<<<<

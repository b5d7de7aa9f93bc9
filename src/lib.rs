//! folio-rs: a static portfolio site generator
//!
//! Projects and certificates are written as markdown files with front-matter.
//! The generator derives filtered, sorted and paginated listings from them and
//! renders the site with Tera templates embedded in the binary.

pub mod commands;
pub mod config;
pub mod content;
pub mod generator;
pub mod helpers;
pub mod server;
pub mod templates;
pub mod view;

use anyhow::Result;
use std::path::{Path, PathBuf};

/// The main Folio application
#[derive(Debug, Clone)]
pub struct Folio {
    /// Site configuration
    pub config: config::SiteConfig,
    /// Base directory
    pub base_dir: PathBuf,
    /// Markdown content directory
    pub content_dir: PathBuf,
    /// Files copied verbatim into the output
    pub static_dir: PathBuf,
    /// Public (output) directory
    pub public_dir: PathBuf,
}

impl Folio {
    /// Create a new Folio instance from a directory
    pub fn new<P: AsRef<Path>>(base_dir: P) -> Result<Self> {
        let base_dir = base_dir.as_ref().to_path_buf();
        let config_path = base_dir.join("_config.yml");

        let config = if config_path.exists() {
            config::SiteConfig::load(&config_path)?
        } else {
            tracing::debug!("No _config.yml in {:?}, using defaults", base_dir);
            config::SiteConfig::default()
        };

        Ok(Self::with_config(base_dir, config))
    }

    /// Create an instance with an explicit configuration
    pub fn with_config<P: AsRef<Path>>(base_dir: P, config: config::SiteConfig) -> Self {
        let base_dir = base_dir.as_ref().to_path_buf();
        let content_dir = base_dir.join(&config.content_dir);
        let static_dir = base_dir.join(&config.static_dir);
        let public_dir = base_dir.join(&config.public_dir);

        Self {
            config,
            base_dir,
            content_dir,
            static_dir,
            public_dir,
        }
    }

    /// Load every project and certificate
    pub fn load_catalog(&self) -> Result<content::Catalog> {
        content::ContentLoader::new(self).load_catalog()
    }

    /// Generate the static site
    pub fn generate(&self) -> Result<()> {
        commands::generate::run(self)
    }

    /// Clean the public directory
    pub fn clean(&self) -> Result<()> {
        commands::clean::run(self)
    }
}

>>>>

*EXERCISE REQUIREMENTS:*
Repeat verbatim the line holding "pub fn generate(&self)" and all lines after it, up to the end of the material.

*RESULT OF THIS EXERCISE:*
    pub fn generate(&self) -> Result<()> {
        commands::generate::run(self)
    }

    /// Clean the public directory
    pub fn clean(&self) -> Result<()> {
        commands::clean::run(self)
    }
}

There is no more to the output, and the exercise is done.